▸ **What to work on**: Would you output the entries below only from the line containing "#[non_exhaustive]" through the line containing "fn kind(&self) ->", exactly as they stand and with both ends included?

▸ **Source data**:
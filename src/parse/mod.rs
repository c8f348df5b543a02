//! Análisis sintáctico.
//!
//! El parser es predictivo: decide cada producción a partir de a lo
//! sumo dos tokens de lookahead. Las expresiones binarias se resuelven
//! por precedencia ascendente con asociatividad izquierda, mientras
//! que las asignaciones asocian a la derecha. Un `else` se asocia al
//! `if` más cercano.
//!
//! # Recuperación de errores
//! Al fallar una sentencia se registra el error y se descartan tokens
//! hasta un punto de sincronización (`;`, `}` o el inicio de una
//! sentencia o declaración), tras lo cual el análisis continúa. De
//! esta forma una misma pasada puede reportar varios errores
//! independientes.

use std::{iter::Peekable, marker::PhantomData, rc::Rc};
use thiserror::Error;

use crate::{
    error::{Classify, ErrorKind},
    lex::{Identifier, Keyword, Token},
    source::{Located, Location},
    types::{Signature, Type},
};

pub mod ast;

use ast::*;

#[non_exhaustive]
#[derive(Error, Debug)]
pub enum ParserError {
    #[error("Expected token {0}, found {1} instead")]
    UnexpectedToken(Token, Token),

    #[error("Expected token {0}, none was found instead")]
    MissingToken(Token),

    #[error("Expected {0}, found {1} instead")]
    Expected(&'static str, Token),

    #[error("Array sizes must be positive integer literals")]
    BadArraySize,

    #[error("Functions may only be declared at file scope")]
    LocalFunction,

    #[error("Called object is not a function name")]
    NotCallable,

    #[error("Abrupt end of program")]
    UnexpectedEof,
}

impl Classify for ParserError {
    fn kind(&self) -> ErrorKind {
        ErrorKind::Syntax
    }
}

pub trait TokenStream<'a>: Iterator<Item = &'a Located<Token>> + Clone {}

impl<'a, I> TokenStream<'a> for I where I: Iterator<Item = &'a Located<Token>> + Clone {}

/// Construye el árbol sintáctico de una unidad de traducción.
///
/// `start` es la ubicación de inicio del flujo, la cual se utiliza
/// para reportar errores en programas vacíos o truncados.
pub fn parse<'a>(
    tokens: impl TokenStream<'a>,
    start: Location,
) -> Result<Program, Vec<Located<ParserError>>> {
    let mut parser = Parser {
        tokens: tokens.peekable(),
        last_known: start,
        consumed: 0,
        boundary: false,
        errors: Vec::new(),
        lifetime_hack: PhantomData,
    };

    let program = parser.program();
    if parser.errors.is_empty() {
        Ok(program)
    } else {
        Err(parser.errors)
    }
}

struct Parser<'a, I: TokenStream<'a>> {
    tokens: Peekable<I>,
    last_known: Location,
    consumed: usize,
    boundary: bool,
    errors: Vec<Located<ParserError>>,
    lifetime_hack: PhantomData<&'a ()>,
}

type Parse<T> = Result<T, Located<ParserError>>;

/// Resultado intermedio de un declarador.
struct Declarator {
    name: Located<Identifier>,
    typ: Located<Type>,
    params: Option<Vec<Declaration>>,
}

▸ **Answer section**:
#[non_exhaustive]
#[derive(Error, Debug)]
pub enum ParserError {
    #[error("Expected token {0}, found {1} instead")]
    UnexpectedToken(Token, Token),

    #[error("Expected token {0}, none was found instead")]
    MissingToken(Token),

    #[error("Expected {0}, found {1} instead")]
    Expected(&'static str, Token),

    #[error("Array sizes must be positive integer literals")]
    BadArraySize,

    #[error("Functions may only be declared at file scope")]
    LocalFunction,

    #[error("Called object is not a function name")]
    NotCallable,

    #[error("Abrupt end of program")]
    UnexpectedEof,
}

impl Classify for ParserError {
    fn kind(&self) -> ErrorKind {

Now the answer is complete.